Le sable marocain s’exporte bien à Las Palmas

Le sable marocain s’exporte bien à Las Palmas

El Muelle Reina Sofia. A quelques kilomètres du port de Las Canteras à Las Palmas, se trouve Graninthra, une société spécialisée dans l’importation de sable. Et pas n’importe lequel. Il s’agit plus précisément du sable  «made in Morocco» qui vient tout droit de Lâayoune. Plus de deux fois par semaine, des bateaux chargent du sable de Laâyoune. «Nous envoyons cinq bateaux-conteneurs qui font six voyages aller-retour», précise Javier Vega Bolanos, responsable du département commercial de la société précitée. Cette dernière a établi des contacts depuis plusieurs années avec une entreprise à Lâayoune spécialisée dans le même secteur. Son nom : Lâayoune Export. L’un des actionnaires de cette entreprise n’est autre que le vice-président du Conseil municipal de la ville, Hamdi Ould Rachid.

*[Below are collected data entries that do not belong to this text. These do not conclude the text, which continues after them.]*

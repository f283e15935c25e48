//! Authenticated bearer fetch of export links.

use super::ByteSink;
use crate::config::HttpConfig;
use crate::error::{Error, RemoteError, Result};
use tokio::io::AsyncWriteExt;

/// Longest response body kept in an HTTP error
const MAX_ERROR_BODY: usize = 512;

/// Fetches a URL with a bearer token, streaming the body into a sink
#[async_trait::async_trait]
pub trait LinkFetcher: Send + Sync {
    /// GET `url` with `Authorization: Bearer <token>`; returns bytes written
    async fn fetch(&self, url: &str, token: &str, sink: &mut ByteSink<'_>) -> Result<u64>;
}

/// reqwest-based [`LinkFetcher`]
#[derive(Clone, Debug)]
pub struct HttpLinkFetcher {
    client: reqwest::Client,
}

impl HttpLinkFetcher {
    /// Build a fetcher with the configured connect timeout
    pub fn new(config: &HttpConfig) -> Result<Self> {
        let client = reqwest::Client::builder()
            .connect_timeout(config.connect_timeout)
            .build()?;
        Ok(Self { client })
    }
}

#[async_trait::async_trait]
impl LinkFetcher for HttpLinkFetcher {
    async fn fetch(&self, url: &str, token: &str, sink: &mut ByteSink<'_>) -> Result<u64> {
        let mut response = self.client.get(url).bearer_auth(token).send().await?;

        let status = response.status();
        if status != reqwest::StatusCode::OK {
            let mut body = response.text().await.unwrap_or_default();
            if body.len() > MAX_ERROR_BODY {
                let cut = (0..=MAX_ERROR_BODY)
                    .rev()
                    .find(|i| body.is_char_boundary(*i))
                    .unwrap_or(0);
                body.truncate(cut);
            }
            tracing::warn!(status = status.as_u16(), "Export link fetch rejected");
            return Err(Error::Remote(RemoteError::Http {
                status: status.as_u16(),
                body,
            }));
        }

        let mut written = 0u64;
        while let Some(chunk) = response.chunk().await? {
            sink.write_all(&chunk).await?;
            written += chunk.len() as u64;
        }
        sink.flush().await?;

        tracing::debug!(bytes = written, "Export link fetched");
        Ok(written)
    }
}
//! Byte accounting for a run and its transfer units.

use super::RunShared;
use crate::export::TransferObserver;
use crate::types::{Event, ItemId, TransferState, TransferUpdate};
use std::sync::atomic::{AtomicU64, Ordering};
use std::sync::{Arc, Mutex, MutexGuard, PoisonError};
use tokio::sync::broadcast;

/// Run-wide byte counters
///
/// Both counters only grow. `known` is refined as folders are resolved and
/// when a retried export discards bytes it had already counted.
#[derive(Debug, Default)]
pub(crate) struct RunProgress {
    processed: AtomicU64,
    known: AtomicU64,
    /// Serializes publication so receivers see counter values in order
    publish_lock: Mutex<()>,
}

impl RunProgress {
    pub(crate) fn add_processed(&self, bytes: u64) {
        self.processed.fetch_add(bytes, Ordering::SeqCst);
    }

    pub(crate) fn add_known(&self, bytes: u64) {
        self.known.fetch_add(bytes, Ordering::SeqCst);
    }

    pub(crate) fn processed(&self) -> u64 {
        self.processed.load(Ordering::SeqCst)
    }

    pub(crate) fn known(&self) -> u64 {
        self.known.load(Ordering::SeqCst)
    }

    pub(crate) fn fraction(&self) -> f64 {
        fraction_of(self.processed(), self.known())
    }

    pub(crate) fn publish(&self, event_tx: &broadcast::Sender<Event>) {
        let _guard = self
            .publish_lock
            .lock()
            .unwrap_or_else(PoisonError::into_inner);
        let bytes_processed = self.processed();
        let bytes_known = self.known();
        event_tx
            .send(Event::Progress {
                fraction: fraction_of(bytes_processed, bytes_known),
                bytes_processed,
                bytes_known,
            })
            .ok();
    }
}

fn fraction_of(done: u64, total: u64) -> f64 {
    if total == 0 {
        return if done > 0 { 1.0 } else { 0.0 };
    }
    (done as f64 / total as f64).clamp(0.0, 1.0)
}

#[derive(Debug)]
struct HandleState {
    state: TransferState,
    message: String,
    fraction: f64,
    /// Set once the exporter reports fractions itself (composite exports)
    explicit_fraction: bool,
    last_percent: u8,
}

/// Live view of one transfer unit
#[derive(Debug)]
pub struct TransferHandle {
    item_id: ItemId,
    name: String,
    bytes_total: u64,
    bytes_done: AtomicU64,
    inner: Mutex<HandleState>,
}

impl TransferHandle {
    pub(crate) fn new(item_id: ItemId, name: String, bytes_total: u64) -> Self {
        Self {
            item_id,
            name,
            bytes_total,
            bytes_done: AtomicU64::new(0),
            inner: Mutex::new(HandleState {
                state: TransferState::Queued,
                message: "queued".to_string(),
                fraction: 0.0,
                explicit_fraction: false,
                last_percent: 0,
            }),
        }
    }

    /// Item being transferred
    pub fn item_id(&self) -> &ItemId {
        &self.item_id
    }

    /// Final local name
    pub fn name(&self) -> &str {
        &self.name
    }

    /// Current state
    pub fn state(&self) -> TransferState {
        self.lock().state
    }

    /// Point-in-time copy of the unit's progress
    pub fn snapshot(&self) -> TransferUpdate {
        let inner = self.lock();
        TransferUpdate {
            item_id: self.item_id.clone(),
            name: self.name.clone(),
            bytes_done: self.bytes_done.load(Ordering::SeqCst),
            bytes_total: self.bytes_total,
            fraction: inner.fraction,
            state: inner.state,
            message: inner.message.clone(),
        }
    }

    pub(crate) fn set_state(&self, state: TransferState, message: impl Into<String>) {
        let mut inner = self.lock();
        inner.state = state;
        inner.message = message.into();
        if state == TransferState::Succeeded {
            inner.fraction = 1.0;
        }
    }

    pub(crate) fn set_message(&self, message: impl Into<String>) {
        self.lock().message = message.into();
    }

    pub(crate) fn set_fraction(&self, fraction: f64) {
        let mut inner = self.lock();
        inner.explicit_fraction = true;
        inner.fraction = fraction.clamp(0.0, 1.0);
    }

    /// Count written bytes; true when the visible percentage changed
    pub(crate) fn add_bytes(&self, bytes: u64) -> bool {
        let done = self.bytes_done.fetch_add(bytes, Ordering::SeqCst) + bytes;
        let mut inner = self.lock();
        if inner.explicit_fraction || self.bytes_total == 0 {
            return false;
        }

        inner.fraction = fraction_of(done, self.bytes_total);
        let percent = (inner.fraction * 100.0) as u8;
        if percent == inner.last_percent {
            return false;
        }
        inner.last_percent = percent;
        inner.message = format!("downloading: {}%", percent);
        true
    }

    pub(crate) fn reset_bytes(&self) {
        self.bytes_done.store(0, Ordering::SeqCst);
        let mut inner = self.lock();
        if !inner.explicit_fraction {
            inner.fraction = 0.0;
            inner.last_percent = 0;
        }
    }

    fn lock(&self) -> MutexGuard<'_, HandleState> {
        self.inner.lock().unwrap_or_else(PoisonError::into_inner)
    }
}

/// Routes one unit's export callbacks into its handle and the run counters
pub(crate) struct UnitProgress {
    pub(crate) shared: Arc<RunShared>,
    pub(crate) handle: Arc<TransferHandle>,
}

impl UnitProgress {
    pub(crate) fn emit_update(&self) {
        self.shared.emit(Event::Transfer(self.handle.snapshot()));
    }
}

impl TransferObserver for UnitProgress {
    fn on_bytes(&self, bytes: u64) {
        self.shared.progress.add_processed(bytes);
        self.shared.publish_progress();
        if self.handle.add_bytes(bytes) {
            self.emit_update();
        }
    }

    fn on_rewind(&self, discarded: u64) {
        // The run counter stays monotonic; the retry's bytes are new work
        self.shared.progress.add_known(discarded);
        self.handle.reset_bytes();
        self.shared.publish_progress();
    }

    fn on_phase(&self, phase: &str) {
        self.handle.set_message(phase);
        self.emit_update();
    }

    fn on_fraction(&self, fraction: f64) {
        self.handle.set_fraction(fraction);
        self.emit_update();
    }

    fn is_cancelled(&self) -> bool {
        self.shared.cancel.is_cancelled()
    }
}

Cette société emploie une cinquantaine de personnes et engrange un chiffre d’affaires de 20 millions de DH par an. Pour ce qui est de l’autorisation que nécessite une telle entreprise, le vice-président du Conseil municipal déclare à ALM que sa société a tout simplement un registre de commerce.  Le vice-président du Conseil municipal explique qu’une autorisation d’exportation de sable est délivrée par une commission présidée par le wali, un représentant du ministère de l’Equipement et un autre représentant du Conseil municpal. Lâayoune Export a un seul et unique client.
Javier Vega Bolanos évoque également les raisons qui font que l’entreprise dans laquelle il travaille, traite uniquement avec Lâayoune. «Le port de Laâyoune est le plus proche de celui de Las Palmas et en plus de cela il est assez bien aménagé par rapport aux autres villes du Sud». Ce responsable détaille les formalités à prendre pour exporter le sable. «Nous avons un certificat qui nous est délivré sur place par la douane. Avec ce document, nous sommes autorisés à exporter le sable», explique Javier Vega Bolanos.
Avant d’être importé, le sable passe par le contrôle phytosanitaire dont les responsables délivrent à leur tour un document qui certifie que le sable ne contient aucune bactérie. Et d’ajouter : «Nous faisons six voyages aller-retour et nous envoyons cinq bateaux qui reviennent chargés de sable». Cette opération de chargement nécessite deux jours. La même source a refusé de révéler à ALM la quantité de sable qui est importée. «C’est confidentiel, nous ne pouvons pas dévoiler ce genre d’information». a-t-il dit. Du côté de Laâyoune Export, il y a moins de réticence à évoquer le sujet. A chaque opération, il y a presque 2000 à 3800 tonnes de sable qui sont acheminées jusqu’à Las Palmas. «Nous avons exporté en une année une moyenne de 500.000 tonnes de sable», révèle une source de la société marocaine. Sur le prix de vente, des informations contradictoires circulent.
A Las Palmas, on évoque  14 euros pour la tonne achetée et à Laâyoune, le prix dévoilé est nettement plus bas. « La tonne est vendue à 3 euros. Sur chaque tonne, il y a un prélèvement de 2,5DH qui vont dans la caisse du Conseil de la région, 11 Dh à l’Office de développement et d’exploitation des ports (ODEP) et la commune rurale de Foum El Oued bénéficie quant à elle de  3 DH prélevées sur chaque tonne de sable exportée», relève Hamdi Ould Rachid.
A Las Palmas, une fois que le sable arrive à bon port, les employés de la société s’attellent à le décharger.  Cette opération nécessite deux journées entières. Tout le sable exploité est destiné aux travaux de construction. « Les entreprises spécialisées en travaux de bâtiment sont nos principaux clients», indique Javier Bolanos. Mais les immeubles de Las Palmas ne sont pas les seuls à être construits avec du sable marocain. Les plages sont également bien servies. «Il y a deux ans, il y  avait un grave problème d’érosion dans nos plages, on était obligé de les remplir de sable venu de Lâayoune», certifie une source à Las Palmas. Les amateurs de la bronzette sur la plage de Mogan au Sud de la plus grande île de l’archipel canarien ne savent peut-être pas qu’ils se trouvent sur le sable marocain.